Oireachtas Joint and Select Committees

Wednesday, 5 December 2018

Committee on Budgetary Oversight

Fiscal Assessment Report November 2018: Irish Fiscal Advisory Council

2:00 pm

Mr. Michael Tutty:

The Deputy referred to the phrase "when we have money, we spend it". I have been through many decades in the Department of Finance looking at this happening time after time. While the Minister would say at this point that we are not spending all that we could spend, it is still spending more than we think is appropriate at this point in the cycle. The Government also says, "All the other parties tell us we should be doing more, so how can we avoid doing it?" However, one of the reasons the Irish Fiscal Advisory Council was set up was to try to stop this cycle of spending more and more in good times and then having to have big cutbacks in bad times. We must try to push this view and convince both Parliament and the people that there is a better way that could save us from the big cutbacks when we inevitably get into a slowdown. Even though we would not say that what is going on now is hugely over-expansionary compared with some of the things that happened in the past, it is still moving in the same direction as we had been moving in the past and not learning from the past.

The Christmas bonus was never put into the Estimates. No matter how many times officials and people from the Irish Fiscal Advisory Council said it must be put in because it would be spent, Governments of all hues left it out and hoped there would be savings during the year that would finance it rather than showing it in the budget. They still spend it even if there are no savings. We think that long-standing practice should stop. A budget is not realistic if it does not make provision for it. However, another year and another budget come and it is still left out of the figures.

With regard to the widespread increases in health expenditure, we have not looked in detail at where exactly the increases are. We are not aware of specific increases or particular areas where there are big increases. It may be right there are just widespread overruns in all areas, which is what happens if no budget constraints are imposed. If people see the budget they are given every year can be exceeded and there are no consequences they will inevitably be lax in implementing budget controls.

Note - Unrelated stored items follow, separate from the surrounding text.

use std::time::Duration;

use log::debug;
use reqwest::blocking::Client;
use serde::{Deserialize, Serialize};

use storyforge_core::{
    ensure_embeddable, Config, EmbeddingConfig, EmbeddingModel, EmbeddingModelError,
};

use crate::base_url::{join_endpoint, resolve_base_url};
use crate::error::AdapterError;
use crate::llm::ensure_success;
use crate::retry::{call_with_retry, RetryConfig};

const JINA_ENDPOINT: &str = "https://api.jina.ai/v1/embeddings";
const JINA_DEFAULT_MODEL: &str = "jina-embeddings-v3";
/// Jina rejects inputs above its context window; longer texts are cut.
const JINA_MAX_CHARS: usize = 8000;
const OLLAMA_DEFAULT_BASE: &str = "http://localhost:11434";

pub fn create_embedding_adapter(
    config: &Config,
    profile_name: &str,
) -> Result<Box<dyn EmbeddingModel>, AdapterError> {
    let profile = config.get_embedding_profile(profile_name).ok_or_else(|| {
        AdapterError::InvalidConfig(format!("unknown embedding profile `{profile_name}`"))
    })?;
    create_embedding_adapter_from_profile(profile)
}

pub fn create_embedding_adapter_from_profile(
    profile: &EmbeddingConfig,
) -> Result<Box<dyn EmbeddingModel>, AdapterError> {
    let client = Client::builder()
        .timeout(Duration::from_secs(profile.timeout.max(1)))
        .build()?;
    let format = profile.interface_format.trim().to_lowercase();

    match format.as_str() {
        "openai" => Ok(Box::new(OpenAiEmbeddingAdapter::new(
            client,
            &profile.api_key,
            &resolve_base_url(&profile.base_url, "https://api.openai.com/v1"),
            &profile.model_name,
        )?)),
        "siliconflow" | "硅基流动" => Ok(Box::new(OpenAiEmbeddingAdapter::new(
            client,
            &profile.api_key,
            &resolve_base_url(&profile.base_url, "https://api.siliconflow.cn/v1"),
            &profile.model_name,
        )?)),
        "jina" => Ok(Box::new(JinaEmbeddingAdapter::new(
            client,
            &profile.api_key,
            &profile.model_name,
        )?)),
        "ollama" => Ok(Box::new(OllamaEmbeddingAdapter::new(
            client,
            &profile.base_url,
            &profile.model_name,
        )?)),
        other => Err(AdapterError::InvalidConfig(format!(
            "unknown embedding interface_format: {other}"
        ))),
    }
}

fn require_model_name(model_name: &str) -> Result<String, AdapterError> {
    let trimmed = model_name.trim();
    if trimmed.is_empty() {
        return Err(AdapterError::InvalidConfig(
            "embedding model_name must not be empty".to_string(),
        ));
    }
    Ok(trimmed.to_string())
}

fn check_vector_count(
    expected: usize,
    vectors: Vec<Vec<f32>>,
) -> Result<Vec<Vec<f32>>, AdapterError> {
    if vectors.len() != expected {
        return Err(AdapterError::VectorCount {
            expected,
            actual: vectors.len(),
        });
    }
    Ok(vectors)
}

fn single_query(mut vectors: Vec<Vec<f32>>) -> Result<Vec<f32>, EmbeddingModelError> {
    vectors
        .pop()
        .ok_or_else(|| EmbeddingModelError::from(AdapterError::EmptyResponse))
}

#[derive(Serialize)]
struct EmbeddingRequest<'a> {
    model: &'a str,
    input: &'a [String],
    #[serde(skip_serializing_if = "Option::is_none")]
    task: Option<&'a str>,
}

#[derive(Debug, Deserialize)]
struct EmbeddingResponse {
    #[serde(default)]
    data: Vec<EmbeddingDatum>,
}

#[derive(Debug, Deserialize)]
struct EmbeddingDatum {
    embedding: Vec<f32>,
    #[serde(default)]
    index: Option<usize>,
}

/// Vectors in input order; providers may return `data` entries shuffled.
fn into_ordered_vectors(response: EmbeddingResponse) -> Vec<Vec<f32>> {
    let mut data = response.data;
    if data.iter().all(|datum| datum.index.is_some()) {
        data.sort_by_key(|datum| datum.index);
    }
    data.into_iter().map(|datum| datum.embedding).collect()
}

struct OpenAiEmbeddingAdapter {
    client: Client,
    url: String,
    api_key: Option<String>,
    model_name: String,
    retry: RetryConfig,
}

impl OpenAiEmbeddingAdapter {
    fn new(
        client: Client,
        api_key: &str,
        base_url: &str,
        model_name: &str,
    ) -> Result<Self, AdapterError> {
        Ok(Self {
            client,
            url: join_endpoint(base_url, "embeddings"),
            api_key: Some(api_key.trim().to_string()).filter(|key| !key.is_empty()),
            model_name: require_model_name(model_name)?,
            retry: RetryConfig::default(),
        })
    }

    fn request(&self, texts: &[String]) -> Result<Vec<Vec<f32>>, AdapterError> {
        let body = EmbeddingRequest {
            model: &self.model_name,
            input: texts,
            task: None,
        };
        let mut request = self.client.post(&self.url).json(&body);
        if let Some(key) = &self.api_key {
            request = request.bearer_auth(key);
        }
        let response: EmbeddingResponse = ensure_success(request.send()?)?.json()?;
        check_vector_count(texts.len(), into_ordered_vectors(response))
    }
}

impl EmbeddingModel for OpenAiEmbeddingAdapter {
    fn embed_documents(&self, texts: &[String]) -> Result<Vec<Vec<f32>>, EmbeddingModelError> {
        ensure_embeddable(texts).map_err(AdapterError::from)?;
        debug!("embedding {} documents via {}", texts.len(), self.url);
        Ok(call_with_retry("embeddings", &self.retry, || self.request(texts))?)
    }

    fn embed_query(&self, text: &str) -> Result<Vec<f32>, EmbeddingModelError> {
        let input = [text.to_string()];
        ensure_embeddable(&input).map_err(AdapterError::from)?;
        let vectors = call_with_retry("embeddings", &self.retry, || self.request(&input))?;
        single_query(vectors)
    }

    fn model_name(&self) -> Option<&str> {
        Some(&self.model_name)
    }
}

struct JinaEmbeddingAdapter {
    client: Client,
    api_key: String,
    model_name: String,
    retry: RetryConfig,
}

impl JinaEmbeddingAdapter {
    fn new(client: Client, api_key: &str, model_name: &str) -> Result<Self, AdapterError> {
        if api_key.trim().is_empty() {
            return Err(AdapterError::InvalidConfig(
                "Jina api_key must not be empty".to_string(),
            ));
        }
        let model_name = if model_name.trim().is_empty() {
            JINA_DEFAULT_MODEL.to_string()
        } else {
            model_name.trim().to_string()
        };
        Ok(Self {
            client,
            api_key: api_key.trim().to_string(),
            model_name,
            retry: RetryConfig::default(),
        })
    }

    fn request(&self, texts: &[String]) -> Result<Vec<Vec<f32>>, AdapterError> {
        let input: Vec<String> = texts.iter().map(|text| truncate_for_jina(text)).collect();
        let body = EmbeddingRequest {
            model: &self.model_name,
            input: &input,
            task: Some("text-matching"),
        };
        let response = self
            .client
            .post(JINA_ENDPOINT)
            .bearer_auth(&self.api_key)
            .json(&body)
            .send()?;
        let response: EmbeddingResponse = ensure_success(response)?.json()?;
        check_vector_count(texts.len(), into_ordered_vectors(response))
    }
}

fn truncate_for_jina(text: &str) -> String {
    match text.char_indices().nth(JINA_MAX_CHARS) {
        Some((cut, _)) => text[..cut].to_string(),
        None => text.to_string(),
    }
}

impl EmbeddingModel for JinaEmbeddingAdapter {
    fn embed_documents(&self, texts: &[String]) -> Result<Vec<Vec<f32>>, EmbeddingModelError> {
        ensure_embeddable(texts).map_err(AdapterError::from)?;
        Ok(call_with_retry("jina", &self.retry, || self.request(texts))?)
    }

    fn embed_query(&self, text: &str) -> Result<Vec<f32>, EmbeddingModelError> {
        let input = [text.to_string()];
        ensure_embeddable(&input).map_err(AdapterError::from)?;
        let vectors = call_with_retry("jina", &self.retry, || self.request(&input))?;
        single_query(vectors)
    }

    fn model_name(&self) -> Option<&str> {
        Some(&self.model_name)
    }
}

struct OllamaEmbeddingAdapter {
    client: Client,
    url: String,
    model_name: String,
    retry: RetryConfig,
}

#[derive(Serialize)]
struct OllamaRequest<'a> {
    model: &'a str,
    prompt: &'a str,
}

#[derive(Debug, Deserialize)]
struct OllamaResponse {
    #[serde(default)]
    embedding: Vec<f32>,
}

impl OllamaEmbeddingAdapter {
    fn new(client: Client, base_url: &str, model_name: &str) -> Result<Self, AdapterError> {
        Ok(Self {
            client,
            url: join_endpoint(&normalize_ollama_url(base_url), "api/embeddings"),
            model_name: require_model_name(model_name)?,
            retry: RetryConfig::default(),
        })
    }

    fn embed_one(&self, text: &str) -> Result<Vec<f32>, AdapterError> {
        let body = OllamaRequest {
            model: &self.model_name,
            prompt: text,
        };
        let response = self.client.post(&self.url).json(&body).send()?;
        let parsed: OllamaResponse = ensure_success(response)?.json()?;
        if parsed.embedding.is_empty() {
            return Err(AdapterError::EmptyResponse);
        }
        Ok(parsed.embedding)
    }
}

/// Ollama's native API lives at the server root, not under `/v1` or `/api`.
fn normalize_ollama_url(base_url: &str) -> String {
    let trimmed = base_url.trim().trim_end_matches('/');
    if trimmed.is_empty() {
        return OLLAMA_DEFAULT_BASE.to_string();
    }
    let stripped = trimmed
        .strip_suffix("/api/embeddings")
        .or_else(|| trimmed.strip_suffix("/api"))
        .or_else(|| trimmed.strip_suffix("/v1"))
        .unwrap_or(trimmed);
    stripped.to_string()
}

impl EmbeddingModel for OllamaEmbeddingAdapter {
    fn embed_documents(&self, texts: &[String]) -> Result<Vec<Vec<f32>>, EmbeddingModelError> {
        ensure_embeddable(texts).map_err(AdapterError::from)?;
        let mut vectors = Vec::with_capacity(texts.len());
        for text in texts {
            vectors.push(call_with_retry("ollama", &self.retry, || self.embed_one(text))?);
        }
        Ok(vectors)
    }

    fn embed_query(&self, text: &str) -> Result<Vec<f32>, EmbeddingModelError> {
        ensure_embeddable(&[text]).map_err(AdapterError::from)?;
        Ok(call_with_retry("ollama", &self.retry, || self.embed_one(text))?)
    }

    fn model_name(&self) -> Option<&str> {
        Some(&self.model_name)
    }
}

#[cfg(test)]
mod tests {
    use super::*;

    fn profile(format: &str) -> EmbeddingConfig {
        EmbeddingConfig {
            api_key: "key".into(),
            interface_format: format.into(),
            model_name: "text-embedding-3-small".into(),
            ..EmbeddingConfig::default()
        }
    }

    #[test]
    fn supported_formats_build_adapters() {
        for format in ["OpenAI", "SiliconFlow", "Jina", "Ollama"] {
            let adapter = create_embedding_adapter_from_profile(&profile(format)).unwrap();
            assert!(adapter.model_name().is_some(), "{format}");
        }
        assert!(matches!(
            create_embedding_adapter_from_profile(&profile("Gemini")),
            Err(AdapterError::InvalidConfig(_))
        ));
    }

    #[test]
    fn jina_defaults_its_model_name() {
        let adapter = JinaEmbeddingAdapter::new(Client::new(), "key", " ").unwrap();
        assert_eq!(EmbeddingModel::model_name(&adapter), Some(JINA_DEFAULT_MODEL));
        assert!(JinaEmbeddingAdapter::new(Client::new(), "", "m").is_err());
    }

    #[test]
    fn blank_inputs_are_rejected_before_any_request() {
        let adapter = OpenAiEmbeddingAdapter::new(
            Client::new(),
            "",
            "http://127.0.0.1:9/v1",
            "model",
        )
        .unwrap();
        assert!(adapter.embed_documents(&[]).is_err());
        assert!(adapter
            .embed_documents(&["正文".to_string(), "  ".to_string()])
            .is_err());
        assert!(adapter.embed_query("").is_err());
    }

    #[test]
    fn ollama_url_is_reduced_to_server_root() {
        assert_eq!(normalize_ollama_url(""), OLLAMA_DEFAULT_BASE);
        assert_eq!(
            normalize_ollama_url("http://gpu-box:11434/v1/"),
            "http://gpu-box:11434"
        );
        assert_eq!(
            normalize_ollama_url("http://gpu-box:11434/api/embeddings"),
            "http://gpu-box:11434"
        );
    }

    #[test]
    fn jina_inputs_are_truncated_by_characters() {
        let long = "章".repeat(JINA_MAX_CHARS + 10);
        assert_eq!(truncate_for_jina(&long).chars().count(), JINA_MAX_CHARS);
        assert_eq!(truncate_for_jina("短文"), "短文");
    }

    #[test]
    fn response_vectors_follow_input_order() {
        let parsed: EmbeddingResponse = serde_json::from_str(
            r#"{"data":[{"index":1,"embedding":[2.0]},{"index":0,"embedding":[1.0]}]}"#,
        )
        .unwrap();
        assert_eq!(into_ordered_vectors(parsed), vec![vec![1.0], vec![2.0]]);
        assert!(matches!(
            check_vector_count(2, vec![vec![1.0]]),
            Err(AdapterError::VectorCount {
                expected: 2,
                actual: 1
            })
        ));
    }
}
use std::fmt;
use std::path::PathBuf;

pub const INFO_FILE_NAME: &str = "info.json";
pub const PARTIAL_FILE_NAME: &str = "partial_architecture.json";
pub const ARCHITECTURE_FILE_NAME: &str = "Novel_architecture.txt";
pub const BLUEPRINT_FILE_NAME: &str = "Novel_directory.txt";
pub const CHARACTER_STATE_FILE_NAME: &str = "character_state.txt";
pub const GLOBAL_SUMMARY_FILE_NAME: &str = "global_summary.txt";
pub const CHAPTERS_DIR_NAME: &str = "chapters";

/// Named artifact owned by a project. Each slot maps to exactly one file.
#[derive(Clone, Copy, Debug, Eq, PartialEq, Hash)]
pub enum ArtifactSlot {
    Info,
    ArchitecturePartial,
    ArchitectureFinal,
    Blueprint,
    CharacterState,
    GlobalSummary,
    ChapterDraft(u32),
    ChapterOutline(u32),
}

impl ArtifactSlot {
    pub fn relative_path(&self) -> PathBuf {
        match self {
            Self::Info => PathBuf::from(INFO_FILE_NAME),
            Self::ArchitecturePartial => PathBuf::from(PARTIAL_FILE_NAME),
            Self::ArchitectureFinal => PathBuf::from(ARCHITECTURE_FILE_NAME),
            Self::Blueprint => PathBuf::from(BLUEPRINT_FILE_NAME),
            Self::CharacterState => PathBuf::from(CHARACTER_STATE_FILE_NAME),
            Self::GlobalSummary => PathBuf::from(GLOBAL_SUMMARY_FILE_NAME),
            Self::ChapterDraft(number) => {
                PathBuf::from(CHAPTERS_DIR_NAME).join(format!("chapter_{number}.txt"))
            }
            Self::ChapterOutline(number) => {
                PathBuf::from(CHAPTERS_DIR_NAME).join(format!("outline_{number}.txt"))
            }
        }
    }
}

impl fmt::Display for ArtifactSlot {
    fn fmt(&self, f: &mut fmt::Formatter<'_>) -> fmt::Result {
        match self {
            Self::Info => f.write_str("info"),
            Self::ArchitecturePartial => f.write_str("architecturePartial"),
            Self::ArchitectureFinal => f.write_str("architectureFinal"),
            Self::Blueprint => f.write_str("blueprint"),
            Self::CharacterState => f.write_str("characterState"),
            Self::GlobalSummary => f.write_str("globalSummary"),
            Self::ChapterDraft(number) => write!(f, "chapter[{number}].draft"),
            Self::ChapterOutline(number) => write!(f, "chapter[{number}].outline"),
        }
    }
}

/// Extracts `N` from a `chapter_N.txt` file name.
pub(crate) fn parse_draft_file_name(name: &str) -> Option<u32> {
    name.strip_prefix("chapter_")?
        .strip_suffix(".txt")?
        .parse()
        .ok()
}
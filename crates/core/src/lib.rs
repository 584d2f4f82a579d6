pub mod architecture;
pub mod blueprint;
pub mod chapter;
pub mod config;
pub mod embedding;
pub mod error;
pub(crate) mod fsio;
pub mod generation;
pub mod knowledge;
pub mod logging;
pub mod project;
pub mod prompts;
pub mod running;

#[cfg(test)]
mod testing;

pub use architecture::{
    render_architecture, ArchitectureError, ArchitectureOutcome, ArchitectureService,
    ArchitectureStage, ArchitectureState,
};
pub use blueprint::{
    lookup_chapter_info, parse_chapter_blueprint, parse_chapter_info, BlueprintError,
    BlueprintLookup, ChapterBlueprintEntry, ChapterBlueprintService,
};
pub use chapter::{
    ChapterContent, ChapterDraft, ChapterDraftRequest, ChapterError, ChapterListEntry,
    ChapterService, ChapterStage, FinalizeOutcome,
};
pub use config::{
    Config, ConfigError, ConfigStore, EmbeddingConfig, LlmConfig, PromptConfig, RecentUsage,
    StorageConfig,
};
pub use embedding::{ensure_embeddable, EmbeddingInputError, EmbeddingModel, EmbeddingModelError};
pub use error::ErrorKind;
pub use generation::{LanguageModel, LanguageModelError, LanguageModelErrorKind};
pub use knowledge::{
    clear_index, import_knowledge, DisabledKnowledgeBase, DocumentMetadata, DocumentType,
    KnowledgeBase, KnowledgeDocument, KnowledgeError, KnowledgeIndex,
};
pub use logging::{
    LogFacadeSink, LogLevel, LogRecord, LogSink, NullLogSink, SharedLogSink, VecLogSink,
};
pub use project::{
    ArtifactSlot, NewProject, Project, ProjectError, ProjectService, ProjectStatus, ProjectStore,
};
pub use prompts::{PromptArguments, PromptError, PromptRegistry, PromptTemplate};
pub use running::{RunningDocument, RunningDocumentError, RunningDocumentService};
#[derive(Debug, Error)]
pub enum KnowledgeError {
    #[error("非法的项目 ID `{0}`")]
    InvalidId(String),
    #[error("文本数量 ({texts}) 与元数据数量 ({metadatas}) 不一致")]
    LengthMismatch { texts: usize, metadatas: usize },
    #[error("第 {index} 条文本为空")]
    EmptyContent { index: usize },
    #[error("导入的知识内容为空")]
    EmptyImport,
    #[error("未配置 Embedding 接口，无法写入知识库")]
    EmbeddingUnavailable,
    #[error("向量化失败: {0}")]
    Embedding(#[source] EmbeddingModelError),
    #[error("向量数量 ({actual}) 与文本数量 ({expected}) 不一致")]
    VectorCountMismatch { expected: usize, actual: usize },
    #[error("向量维度 ({actual}) 与索引维度 ({expected}) 不一致")]
    DimensionMismatch { expected: usize, actual: usize },
    #[error("读取 `{path}` 失败: {source}")]
    Read { path: PathBuf, source: io::Error },
    #[error("写入 `{path}` 失败: {source}")]
    Write { path: PathBuf, source: io::Error },
    #[error("删除 `{path}` 失败: {source}")]
    Remove { path: PathBuf, source: io::Error },
    #[error("解析 `{path}` 失败: {source}")]
    Parse {
        path: PathBuf,
        source: serde_json::Error,
    },
    #[error("序列化 `{path}` 失败: {source}")]
    Serialize {
        path: PathBuf,
        source: serde_json::Error,
    },
}

impl KnowledgeError {
    pub fn is_embedding_failure(&self) -> bool {
        matches!(
            self,
            Self::Embedding(_) | Self::VectorCountMismatch { .. } | Self::DimensionMismatch { .. }
        )
    }

    pub fn kind(&self) -> ErrorKind {
        if self.is_embedding_failure() {
            ErrorKind::GenerationFailure
        } else if matches!(self, Self::EmbeddingUnavailable) {
            ErrorKind::PrerequisiteMissing
        } else {
            ErrorKind::StorageFailure
        }
    }
}

/// Storage and retrieval of knowledge documents, one index per project.
pub trait KnowledgeBase: Send + Sync {
    /// Creates an empty index unless one already exists.
    fn create_index(&self, project_id: &str) -> Result<(), KnowledgeError>;

    /// Embeds and appends documents, creating the index when missing.
    /// Returns the number of documents stored.
    fn add(
        &self,
        project_id: &str,
        texts: &[String],
        metadatas: &[DocumentMetadata],
    ) -> Result<usize, KnowledgeError>;

    /// Stores `text` as the document of chapter `number`, dropping any
    /// earlier version of that chapter.
    fn replace_chapter(
        &self,
        project_id: &str,
        number: u32,
        text: &str,
    ) -> Result<usize, KnowledgeError>;

    /// Never fails; problems are logged and yield no hits.
    fn search(&self, project_id: &str, query: &str) -> Vec<KnowledgeDocument>;

    /// Removes the index file. Returns whether one existed.
    fn delete_index(&self, project_id: &str) -> Result<bool, KnowledgeError>;

    fn exists(&self, project_id: &str) -> bool;
}

/// Used when no embedding provider is configured: stores nothing, finds nothing.
#[derive(Debug, Default)]
pub struct DisabledKnowledgeBase;

impl KnowledgeBase for DisabledKnowledgeBase {
    fn create_index(&self, _project_id: &str) -> Result<(), KnowledgeError> {
        Ok(())
    }

    fn add(
        &self,
        _project_id: &str,
        _texts: &[String],
        _metadatas: &[DocumentMetadata],
    ) -> Result<usize, KnowledgeError> {
        Ok(0)
    }

    fn replace_chapter(
        &self,
        _project_id: &str,
        _number: u32,
        _text: &str,
    ) -> Result<usize, KnowledgeError> {
        Ok(0)
    }

    fn search(&self, _project_id: &str, _query: &str) -> Vec<KnowledgeDocument> {
        Vec::new()
    }

    fn delete_index(&self, _project_id: &str) -> Result<bool, KnowledgeError> {
        Ok(false)
    }

    fn exists(&self, _project_id: &str) -> bool {
        false
    }
}

/// File-backed [`KnowledgeBase`].
///
/// An index opened with [`KnowledgeIndex::files`] has no embedding provider:
/// it can create, delete and substring-search index files but not add to them.
pub struct KnowledgeIndex {
    root: PathBuf,
    embedding: Option<Arc<dyn EmbeddingModel>>,
    k: usize,
    strategies: Vec<Box<dyn SearchStrategy>>,
    locks: KeyedLocks,
    sink: SharedLogSink,
}

impl KnowledgeIndex {
    pub fn new(
        root: impl Into<PathBuf>,
        embedding: Arc<dyn EmbeddingModel>,
        sink: SharedLogSink,
    ) -> Self {
        Self::with_embedding(root.into(), Some(embedding), sink)
    }

    pub fn files(root: impl Into<PathBuf>, sink: SharedLogSink) -> Self {
        Self::with_embedding(root.into(), None, sink)
    }

    fn with_embedding(
        root: PathBuf,
        embedding: Option<Arc<dyn EmbeddingModel>>,
        sink: SharedLogSink,
    ) -> Self {
        Self {
            root,
            embedding,
            k: DEFAULT_RETRIEVAL_K,
            strategies: default_strategies(),
            locks: KeyedLocks::new(),
            sink,
        }
    }

    pub fn with_k(mut self, k: usize) -> Self {
        self.k = k.max(1);
        self
    }

    pub fn k(&self) -> usize {
        self.k
    }

    pub fn root(&self) -> &Path {
        &self.root
    }

    fn index_path(&self, project_id: &str) -> Result<PathBuf, KnowledgeError> {
        validate_id(project_id).map_err(|_| KnowledgeError::InvalidId(project_id.to_string()))?;
        Ok(self.root.join(project_id).join(INDEX_FILE_NAME))
    }

    fn load(&self, path: &Path) -> Result<Option<IndexFile>, KnowledgeError> {
        let Some(text) = read_optional(path).map_err(|source| KnowledgeError::Read {
            path: path.to_path_buf(),
            source,
        })?
        else {
            return Ok(None);
        };
        serde_json::from_str(&text)
            .map(Some)
            .map_err(|source| KnowledgeError::Parse {
                path: path.to_path_buf(),
                source,
            })
    }

    fn persist(&self, path: &Path, file: &IndexFile) -> Result<(), KnowledgeError> {
        let json = serde_json::to_vec(file).map_err(|source| KnowledgeError::Serialize {
            path: path.to_path_buf(),
            source,
        })?;
        write_atomic(path, &json).map_err(|source| KnowledgeError::Write {
            path: path.to_path_buf(),
            source,
        })
    }

    fn model_name(&self) -> Option<String> {
        self.embedding
            .as_ref()
            .and_then(|embedding| embedding.model_name())
            .map(str::to_string)
    }

    fn empty_file(&self, project_id: &str) -> IndexFile {
        IndexFile::empty(project_id, self.model_name())
    }

    fn try_search(
        &self,
        project_id: &str,
        query: &str,
    ) -> Result<Vec<KnowledgeDocument>, KnowledgeError> {
        let path = self.index_path(project_id)?;
        let Some(file) = self.load(&path)? else {
            self.log(LogLevel::Debug, format!("知识库不存在：{project_id}"));
            return Ok(Vec::new());
        };
        if file.documents.is_empty() {
            return Ok(Vec::new());
        }

        let index = SimilarityIndex::build(&file.documents);
        let ctx = SearchContext {
            query,
            records: &file.documents,
            index: &index,
            embedding: self.embedding.as_deref(),
            k: self.k,
        };
        for strategy in &self.strategies {
            match strategy.search(&ctx) {
                StrategyOutcome::Found(docs) => {
                    self.log(
                        LogLevel::Debug,
                        format!("知识检索（{}）命中 {} 条", strategy.name(), docs.len()),
                    );
                    return Ok(docs);
                }
                StrategyOutcome::TryNext(reason) => self.log(
                    LogLevel::Warn,
                    format!("知识检索策略 {} 未命中，尝试下一种：{reason}", strategy.name()),
                ),
            }
        }
        Ok(Vec::new())
    }

    /// Embeds `texts` and appends them after dropping the stored documents
    /// `superseded` selects.
    fn store(
        &self,
        project_id: &str,
        texts: &[String],
        metadatas: &[DocumentMetadata],
        superseded: impl Fn(&DocumentMetadata) -> bool,
    ) -> Result<usize, KnowledgeError> {
        if texts.len() != metadatas.len() {
            return Err(KnowledgeError::LengthMismatch {
                texts: texts.len(),
                metadatas: metadatas.len(),
            });
        }
        if let Some(index) = texts.iter().position(|text| text.trim().is_empty()) {
            return Err(KnowledgeError::EmptyContent { index });
        }
        if texts.is_empty() {
            return Ok(0);
        }
        let path = self.index_path(project_id)?;
        let embedding = self
            .embedding
            .as_ref()
            .ok_or(KnowledgeError::EmbeddingUnavailable)?;

        let vectors = embedding
            .embed_documents(texts)
            .map_err(KnowledgeError::Embedding)?;
        if vectors.len() != texts.len() {
            return Err(KnowledgeError::VectorCountMismatch {
                expected: texts.len(),
                actual: vectors.len(),
            });
        }

        self.locks.with_lock(project_id, || {
            let mut file = self
                .load(&path)?
                .unwrap_or_else(|| self.empty_file(project_id));
            file.documents.retain(|stored| !superseded(&stored.metadata));
            let expected = file
                .dimension()
                .or_else(|| vectors.first().map(Vec::len))
                .unwrap_or_default();
            if let Some(bad) = vectors.iter().find(|vector| vector.len() != expected) {
                return Err(KnowledgeError::DimensionMismatch {
                    expected,
                    actual: bad.len(),
                });
            }

            file.documents.extend(
                texts
                    .iter()
                    .zip(metadatas)
                    .zip(vectors)
                    .map(|((text, metadata), vector)| StoredDocument {
                        content: text.clone(),
                        metadata: metadata.clone(),
                        vector,
                    }),
            );
            if file.embedding_model.is_none() {
                file.embedding_model = embedding.model_name().map(str::to_string);
            }
            file.updated_at = Utc::now();
            self.persist(&path, &file)?;
            self.log(
                LogLevel::Info,
                format!(
                    "已写入知识库 {project_id}：{} 条，共 {} 条",
                    texts.len(),
                    file.documents.len()
                ),
            );
            Ok(texts.len())
        })
    }

    fn log(&self, level: LogLevel, message: impl Into<String>) {
        self.sink.log(LogRecord::new(level, message.into()));
    }
}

The Department of Public Expenditure and Reform is probably a bit removed from the day-to-day supervision of what is happening in the Department of Health and other Departments. That is why we have line Departments which should be looking at it in detail. The Department of Public Expenditure and Reform should start setting down how the control should be exercised to make sure the Department of Health gets the information from the HSE and the HSE gets the information from all the bodies under it aegis on how expenditure is going every month and every quarter. It should then feed that information to the Department of Public Expenditure and Reform. Undoubtedly, the Department of Health should have primary control over the budget it has been given to run the health services.